Face Morphing

CS194-26 Proj 4 (Project Web Page) : smooth face morphing, population averaging, and caricature creation

Project Overview

In this project, I morphed one face to another, used a population dataset to get the average image that represents the dataset, used the average to develop a facial caricature with exaggerated facial features, and used a subpopulation of smiling people to convert my neutral face to a smile (and vice versa)!

What is an image warp? Basically, if we want to morph one image into another, we need to map and transform the featurews from the original image to the position in the destination image in a continuous fashion, and then dissolve the colors from each color continuously as well.

Morphing

For the next three parts I morphed a picture of me (on the left) to the CEO of Microsoft, Satya Nadella (on the right). I chose to morph myself into him because I worked at Microsoft recently while he's in charge, share ethnic and facial similarities, and believe he's an all around awesome guy!

Me and Satya Nadella

Me
Satya

Part 1: Defining Correspondences

This part of the project required me to select points along the key features like my nose, jaw line etc. in my image, and then get the exact same corresponding points in Satya's image. This was a very manual process, but I wrote code to store and backup these points as I select them. Here's how they turned out.

Me
Satya

Notice how the ordering of the points in each of the photos matches in each of the pictures. Here is the Delaunay triangulation of each of the images. The Delaunay triangulation is the set of triangles connecting a set of points with the minimum perimeter. Here's what they look like on both my and Satya's face

Me with Traingulation
Satya with Triangulation
Mean Triangulation with My Face as Reference

Part 2: Computing the Midway Face

The midway face requires finding average shape (i.e. the average of all the points selected on both images), transforming each triangle on the source and destination onto the corresponding triangle in the halfway image, and then averaging the colors from each triangle.

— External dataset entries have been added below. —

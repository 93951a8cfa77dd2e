//! External collaborators.
//!
//! - [`ai`] - LLM providers (OpenAI-compatible, Ollama)
//! - [`scoring`] - the scoring port and its LLM-backed implementation
//! - [`mailbox`] - mailbox fetch/mutation ports and a file-backed mailbox

pub mod ai;
pub mod mailbox;
pub mod scoring;
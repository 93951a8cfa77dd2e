//! Deletion candidate selection.

use chrono::{DateTime, Utc};
use serde::Serialize;
use std::cmp::Ordering;
use std::sync::Arc;

use super::safety_policy::SafetyPolicy;
use crate::config::ConfigError;
use crate::domain::{AnalysisResult, Message, RecordSet};

/// A message eligible for cleanup.
#[derive(Debug, Clone, PartialEq, Serialize)]
pub struct Candidate {
    pub message: Message,
    pub analysis: AnalysisResult,
}

/// Picks the most disposable analyzed messages.
///
/// Read-only over the record set.
#[derive(Debug, Clone)]
pub struct CandidateSelector {
    policy: Arc<SafetyPolicy>,
}

impl CandidateSelector {
    pub fn new(policy: Arc<SafetyPolicy>) -> Self {
        Self { policy }
    }

    /// Returns up to `limit` analyzed, unprotected messages scoring below
    /// `min_score`.
    ///
    /// Ordered by score, then received time, then id, all ascending.
    pub fn select(
        &self,
        records: &RecordSet,
        min_score: f64,
        limit: usize,
    ) -> Result<Vec<Candidate>, ConfigError> {
        self.select_at(records, min_score, limit, Utc::now())
    }

    /// [`select`](Self::select) using the configured deletion cutoff.
    pub fn select_default(
        &self,
        records: &RecordSet,
        limit: usize,
    ) -> Result<Vec<Candidate>, ConfigError> {
        self.select(records, self.policy.config().deletion_cutoff, limit)
    }

    /// [`select`](Self::select) evaluated at `now`.
    pub fn select_at(
        &self,
        records: &RecordSet,
        min_score: f64,
        limit: usize,
        now: DateTime<Utc>,
    ) -> Result<Vec<Candidate>, ConfigError> {
        if !min_score.is_finite() {
            return Err(ConfigError::invalid("min_score", "must be a finite number"));
        }
        if limit == 0 {
            return Err(ConfigError::invalid("limit", "must be at least 1"));
        }

        let mut candidates: Vec<Candidate> = records
            .iter()
            .filter_map(|record| {
                let analysis = record.analysis.as_ref()?;
                self.policy
                    .check_deletion(&record.message, Some(analysis), min_score, now)
                    .is_deletable()
                    .then(|| Candidate {
                        message: record.message.clone(),
                        analysis: analysis.clone(),
                    })
            })
            .collect();

        candidates.sort_by(compare);
        candidates.truncate(limit);
        Ok(candidates)
    }
}

fn compare(a: &Candidate, b: &Candidate) -> Ordering {
    a.analysis
        .score
        .total_cmp(&b.analysis.score)
        .then_with(|| a.message.received_at.cmp(&b.message.received_at))
        .then_with(|| a.message.id.cmp(&b.message.id))
}
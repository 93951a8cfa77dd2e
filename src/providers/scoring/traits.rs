//! Scoring port definition.
//!
//! A [`ScoringPort`] is the opaque classifier behind the analysis run. It
//! receives one batch at a time and answers with one outcome per input
//! message. Whatever it says is advisory: safety rules are applied on top of
//! its output and can never be loosened by it.

use async_trait::async_trait;
use serde::{Deserialize, Serialize};
use std::time::Duration;

use crate::domain::{Category, Message, MessageId, MessageSummary};

/// Classifier output for one message.
#[derive(Debug, Clone, PartialEq, Serialize, Deserialize)]
pub struct Score {
    /// Importance score. Higher is more important; unbounded.
    pub score: f64,
    /// Why the classifier chose this score.
    pub rationale: String,
    /// Category the classifier assigned.
    pub category: Category,
}

impl Score {
    pub fn new(score: f64, category: Category, rationale: impl Into<String>) -> Self {
        Self {
            score,
            rationale: rationale.into(),
            category,
        }
    }
}

/// Why a single message could not be scored.
///
/// These are recorded in the outcome log and never abort a batch.
#[derive(Debug, Clone, PartialEq, thiserror::Error, Serialize, Deserialize)]
pub enum ScoreFailure {
    #[error("scoring timed out after {0:?}")]
    Timeout(Duration),

    #[error("scoring service rejected the message: {0}")]
    Rejected(String),

    #[error("unusable classifier reply: {0}")]
    InvalidResponse(String),

    #[error("classifier returned a non-finite score")]
    NonFiniteScore,

    #[error("no outcome returned for this message")]
    MissingOutcome,
}

/// Outcome for one message of a batch.
pub type ScoreOutcome = Result<Score, ScoreFailure>;

/// Outcome of summarizing one message.
pub type SummaryOutcome = Result<MessageSummary, ScoreFailure>;

/// The scoring service could not process a batch at all.
#[derive(Debug, thiserror::Error)]
pub enum ScoringError {
    /// The service could not be reached.
    #[error("scoring service unreachable: {0}")]
    Unreachable(String),

    /// The service refused every request (bad credentials, unknown model).
    #[error("scoring service rejected the batch: {0}")]
    Rejected(String),
}

/// Interface to the external classifier.
#[async_trait]
pub trait ScoringPort: Send + Sync {
    /// Identifies the classifier; stored on each analysis it produces.
    fn name(&self) -> &str;

    /// Scores a batch.
    ///
    /// Returns one `(id, outcome)` pair per input message, in input order.
    /// `Err` is reserved for failures that affect the whole batch.
    async fn score_batch(
        &self,
        batch: &[Message],
    ) -> Result<Vec<(MessageId, ScoreOutcome)>, ScoringError>;
}

/// Produces short summaries of messages.
///
/// Summaries are best effort: a failure never affects the score of the
/// same message.
#[async_trait]
pub trait SummaryPort: Send + Sync {
    /// Summarizes a batch, one `(id, outcome)` pair per input message in
    /// input order.
    async fn summarize_batch(&self, batch: &[Message]) -> Vec<(MessageId, SummaryOutcome)>;
}
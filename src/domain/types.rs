//! Core identifier types for domain entities.
//!
//! These newtype wrappers provide type safety for entity identifiers,
//! preventing accidental mixing of different ID types.

use serde::{Deserialize, Serialize};
use std::fmt;

/// Provider-assigned, immutable identifier of a mailbox message.
///
/// Ordered so that record sets iterate deterministically.
#[derive(Debug, Clone, PartialEq, Eq, PartialOrd, Ord, Hash, Serialize, Deserialize)]
#[serde(transparent)]
pub struct MessageId(pub String);

impl MessageId {
    /// Returns the raw identifier.
    pub fn as_str(&self) -> &str {
        &self.0
    }
}

impl fmt::Display for MessageId {
    fn fmt(&self, f: &mut fmt::Formatter<'_>) -> fmt::Result {
        write!(f, "{}", self.0)
    }
}

impl From<String> for MessageId {
    fn from(s: String) -> Self {
        Self(s)
    }
}

impl From<&str> for MessageId {
    fn from(s: &str) -> Self {
        Self(s.to_owned())
    }
}

/// Identifier of the conversation a message belongs to.
#[derive(Debug, Clone, PartialEq, Eq, Hash, Serialize, Deserialize)]
#[serde(transparent)]
pub struct ThreadId(pub String);

impl fmt::Display for ThreadId {
    fn fmt(&self, f: &mut fmt::Formatter<'_>) -> fmt::Result {
        write!(f, "{}", self.0)
    }
}

impl From<String> for ThreadId {
    fn from(s: String) -> Self {
        Self(s)
    }
}

impl From<&str> for ThreadId {
    fn from(s: &str) -> Self {
        Self(s.to_owned())
    }
}
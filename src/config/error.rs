//! Configuration errors.

use std::path::PathBuf;
use thiserror::Error;

/// Errors raised while loading or validating configuration.
///
/// These are always reported before any record is mutated.
#[derive(Debug, Error)]
pub enum ConfigError {
    #[error("invalid value for {field}: {reason}")]
    Invalid { field: &'static str, reason: String },

    #[error("invalid {class} rule pattern {pattern:?}: {source}")]
    Pattern {
        class: &'static str,
        pattern: String,
        #[source]
        source: regex::Error,
    },

    #[error("failed to read settings from {path}: {source}")]
    Read {
        path: PathBuf,
        #[source]
        source: std::io::Error,
    },

    #[error("failed to parse settings from {path}: {source}")]
    Parse {
        path: PathBuf,
        #[source]
        source: serde_json::Error,
    },

    #[error("environment variable {0} is not set")]
    MissingEnv(String),
}

impl ConfigError {
    pub(crate) fn invalid(field: &'static str, reason: impl Into<String>) -> Self {
        Self::Invalid {
            field,
            reason: reason.into(),
        }
    }
}
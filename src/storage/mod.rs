//! Record persistence.
//!
//! This module provides the storage layer for mailsift:
//!
//! - [`RecordStore`], the port the services persist through
//! - [`JsonRecordStore`], a JSON document replaced atomically on every save
//! - [`MemoryRecordStore`], an in-process store for tests and dry runs
//!
//! Blocking file I/O runs on `tokio::task::spawn_blocking`.

mod atomic;
mod record_store;

pub use atomic::{atomic_write, sweep_leftovers};
pub use record_store::{
    decode_document, encode_document, DocumentMetadata, JsonRecordStore, MemoryRecordStore,
    RecordStore, Result, StorageError,
};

I usesd the `draw_polygon` function and defined my own affine transformation that maps one triangle to another to get a pixel mapping for each pixel in the halfway image

I put the original images from the top as reference. You can see how well they're blended

Me
Satya
Me and Satya Morphed: Who's who?

This turned out better than I expected and I really cannot identify who was the 'source' image. It looks like a prietty good blend of me and CEO of Microsoft!

Part 3: Morph Sequence

The goal of this question is effectively to define the morph function, so that we are able to generate an image that is some fraction of the source image, and also a fraction of the destination image.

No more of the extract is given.